_Task to carry out_
Could you filter the records below and keep only the lines with the word "exceeds"?

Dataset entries
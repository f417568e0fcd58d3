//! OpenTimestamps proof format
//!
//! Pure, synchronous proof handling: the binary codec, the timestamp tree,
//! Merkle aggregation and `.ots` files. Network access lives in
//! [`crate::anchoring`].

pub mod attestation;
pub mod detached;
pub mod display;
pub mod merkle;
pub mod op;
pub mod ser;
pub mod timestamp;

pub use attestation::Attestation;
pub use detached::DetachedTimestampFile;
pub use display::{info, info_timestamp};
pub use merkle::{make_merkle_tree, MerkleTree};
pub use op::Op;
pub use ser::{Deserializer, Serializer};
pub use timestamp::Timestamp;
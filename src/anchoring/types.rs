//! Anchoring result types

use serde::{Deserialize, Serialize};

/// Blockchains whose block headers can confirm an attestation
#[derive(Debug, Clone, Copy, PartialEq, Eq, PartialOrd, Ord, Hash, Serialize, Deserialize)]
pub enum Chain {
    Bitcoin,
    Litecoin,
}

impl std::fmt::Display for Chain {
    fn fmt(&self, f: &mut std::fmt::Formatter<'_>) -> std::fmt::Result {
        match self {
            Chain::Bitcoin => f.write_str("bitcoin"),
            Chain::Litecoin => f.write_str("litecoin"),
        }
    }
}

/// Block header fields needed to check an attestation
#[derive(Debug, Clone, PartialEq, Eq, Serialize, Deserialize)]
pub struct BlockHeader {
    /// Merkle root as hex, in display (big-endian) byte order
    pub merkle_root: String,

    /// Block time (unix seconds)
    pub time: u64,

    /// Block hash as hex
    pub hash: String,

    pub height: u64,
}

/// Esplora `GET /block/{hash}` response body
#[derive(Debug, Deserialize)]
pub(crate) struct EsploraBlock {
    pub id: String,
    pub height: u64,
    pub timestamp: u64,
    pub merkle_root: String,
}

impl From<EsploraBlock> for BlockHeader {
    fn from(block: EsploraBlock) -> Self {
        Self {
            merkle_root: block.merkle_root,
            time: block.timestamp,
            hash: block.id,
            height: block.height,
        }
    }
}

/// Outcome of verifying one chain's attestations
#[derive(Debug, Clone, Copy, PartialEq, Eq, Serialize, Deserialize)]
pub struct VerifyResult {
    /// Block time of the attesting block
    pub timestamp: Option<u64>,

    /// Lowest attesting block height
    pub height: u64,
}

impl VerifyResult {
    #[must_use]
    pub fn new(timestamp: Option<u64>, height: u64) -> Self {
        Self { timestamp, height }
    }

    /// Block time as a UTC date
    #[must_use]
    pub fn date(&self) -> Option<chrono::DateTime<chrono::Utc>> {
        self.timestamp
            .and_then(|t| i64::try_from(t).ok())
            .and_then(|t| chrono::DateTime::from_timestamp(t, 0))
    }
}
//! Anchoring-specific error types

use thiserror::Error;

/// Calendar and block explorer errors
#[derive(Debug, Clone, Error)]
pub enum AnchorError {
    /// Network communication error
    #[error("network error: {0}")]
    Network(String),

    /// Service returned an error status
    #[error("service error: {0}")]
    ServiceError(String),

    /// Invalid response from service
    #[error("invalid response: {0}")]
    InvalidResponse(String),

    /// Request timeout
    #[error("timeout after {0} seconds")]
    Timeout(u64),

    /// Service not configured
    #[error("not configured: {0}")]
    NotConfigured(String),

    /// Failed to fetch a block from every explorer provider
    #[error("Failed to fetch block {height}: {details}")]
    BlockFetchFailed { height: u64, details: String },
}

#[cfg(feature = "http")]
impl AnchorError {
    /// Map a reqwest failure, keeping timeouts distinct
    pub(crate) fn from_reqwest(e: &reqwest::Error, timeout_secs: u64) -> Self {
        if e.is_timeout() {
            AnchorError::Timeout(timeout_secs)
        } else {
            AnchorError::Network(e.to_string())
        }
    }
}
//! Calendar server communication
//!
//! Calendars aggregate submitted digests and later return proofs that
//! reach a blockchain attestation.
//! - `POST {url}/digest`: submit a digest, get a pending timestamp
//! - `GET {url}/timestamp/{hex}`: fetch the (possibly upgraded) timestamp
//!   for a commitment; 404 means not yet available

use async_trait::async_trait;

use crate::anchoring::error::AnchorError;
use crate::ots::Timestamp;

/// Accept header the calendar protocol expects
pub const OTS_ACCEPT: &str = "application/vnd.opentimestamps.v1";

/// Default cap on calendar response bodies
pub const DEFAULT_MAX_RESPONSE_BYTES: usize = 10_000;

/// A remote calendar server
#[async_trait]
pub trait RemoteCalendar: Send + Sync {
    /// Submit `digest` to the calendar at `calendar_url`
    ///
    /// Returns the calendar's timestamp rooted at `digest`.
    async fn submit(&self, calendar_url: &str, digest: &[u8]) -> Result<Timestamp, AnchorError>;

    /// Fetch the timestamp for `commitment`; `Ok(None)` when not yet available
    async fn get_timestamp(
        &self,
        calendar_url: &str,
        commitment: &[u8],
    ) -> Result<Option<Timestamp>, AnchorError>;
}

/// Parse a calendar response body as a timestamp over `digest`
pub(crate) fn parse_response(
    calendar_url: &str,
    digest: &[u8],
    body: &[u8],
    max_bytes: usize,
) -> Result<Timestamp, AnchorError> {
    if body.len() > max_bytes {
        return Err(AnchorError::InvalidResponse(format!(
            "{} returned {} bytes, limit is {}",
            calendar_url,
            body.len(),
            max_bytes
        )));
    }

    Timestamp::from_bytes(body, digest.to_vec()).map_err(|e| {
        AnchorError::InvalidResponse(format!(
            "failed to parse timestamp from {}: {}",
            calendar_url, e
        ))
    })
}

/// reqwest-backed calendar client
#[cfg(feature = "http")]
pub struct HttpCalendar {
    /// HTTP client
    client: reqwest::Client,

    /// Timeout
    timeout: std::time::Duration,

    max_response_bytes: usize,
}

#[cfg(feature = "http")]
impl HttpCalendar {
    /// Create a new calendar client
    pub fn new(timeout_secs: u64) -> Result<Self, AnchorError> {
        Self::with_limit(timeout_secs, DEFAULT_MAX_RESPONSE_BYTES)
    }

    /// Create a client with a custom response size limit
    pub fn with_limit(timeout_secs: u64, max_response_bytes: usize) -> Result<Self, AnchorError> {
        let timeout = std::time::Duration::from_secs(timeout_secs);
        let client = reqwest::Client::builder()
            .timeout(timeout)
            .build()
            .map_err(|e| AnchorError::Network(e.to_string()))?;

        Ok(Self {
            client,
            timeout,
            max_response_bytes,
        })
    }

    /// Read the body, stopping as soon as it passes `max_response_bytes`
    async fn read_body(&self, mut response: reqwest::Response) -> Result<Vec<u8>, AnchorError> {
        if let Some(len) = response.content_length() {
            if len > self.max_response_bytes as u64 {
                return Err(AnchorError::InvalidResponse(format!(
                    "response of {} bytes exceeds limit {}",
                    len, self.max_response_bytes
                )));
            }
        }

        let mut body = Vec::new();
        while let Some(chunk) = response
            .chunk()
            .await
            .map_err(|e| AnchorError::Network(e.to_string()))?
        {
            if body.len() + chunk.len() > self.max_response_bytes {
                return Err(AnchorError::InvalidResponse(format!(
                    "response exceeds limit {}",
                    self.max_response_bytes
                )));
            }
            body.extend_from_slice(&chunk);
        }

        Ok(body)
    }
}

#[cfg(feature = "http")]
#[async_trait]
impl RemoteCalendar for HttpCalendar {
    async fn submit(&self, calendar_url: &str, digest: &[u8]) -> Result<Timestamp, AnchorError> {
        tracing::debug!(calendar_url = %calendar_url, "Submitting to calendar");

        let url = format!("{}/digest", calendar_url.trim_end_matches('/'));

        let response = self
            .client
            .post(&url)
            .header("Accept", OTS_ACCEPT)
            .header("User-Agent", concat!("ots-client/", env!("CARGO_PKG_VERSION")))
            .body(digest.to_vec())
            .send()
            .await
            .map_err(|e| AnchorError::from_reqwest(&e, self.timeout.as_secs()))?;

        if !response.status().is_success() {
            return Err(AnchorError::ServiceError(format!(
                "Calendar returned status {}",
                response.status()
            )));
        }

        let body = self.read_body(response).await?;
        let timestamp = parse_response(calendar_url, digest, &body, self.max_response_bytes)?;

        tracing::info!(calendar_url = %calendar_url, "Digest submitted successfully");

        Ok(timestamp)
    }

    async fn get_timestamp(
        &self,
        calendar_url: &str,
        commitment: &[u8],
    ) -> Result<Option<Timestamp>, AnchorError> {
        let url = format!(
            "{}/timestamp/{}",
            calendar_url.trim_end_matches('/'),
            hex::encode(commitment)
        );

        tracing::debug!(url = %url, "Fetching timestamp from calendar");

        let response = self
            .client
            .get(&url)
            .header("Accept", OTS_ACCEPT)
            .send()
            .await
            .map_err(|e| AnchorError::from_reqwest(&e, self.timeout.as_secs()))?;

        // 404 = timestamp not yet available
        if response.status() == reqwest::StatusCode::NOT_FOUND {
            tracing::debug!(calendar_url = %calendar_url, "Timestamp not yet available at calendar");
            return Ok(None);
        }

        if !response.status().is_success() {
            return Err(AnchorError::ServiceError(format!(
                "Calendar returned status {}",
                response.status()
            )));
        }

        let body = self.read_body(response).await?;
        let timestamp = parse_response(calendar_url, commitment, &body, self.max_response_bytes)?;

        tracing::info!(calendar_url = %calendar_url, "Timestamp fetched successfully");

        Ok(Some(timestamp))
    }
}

_Response_
                    "response of {} bytes exceeds limit {}",
                    "response exceeds limit {}",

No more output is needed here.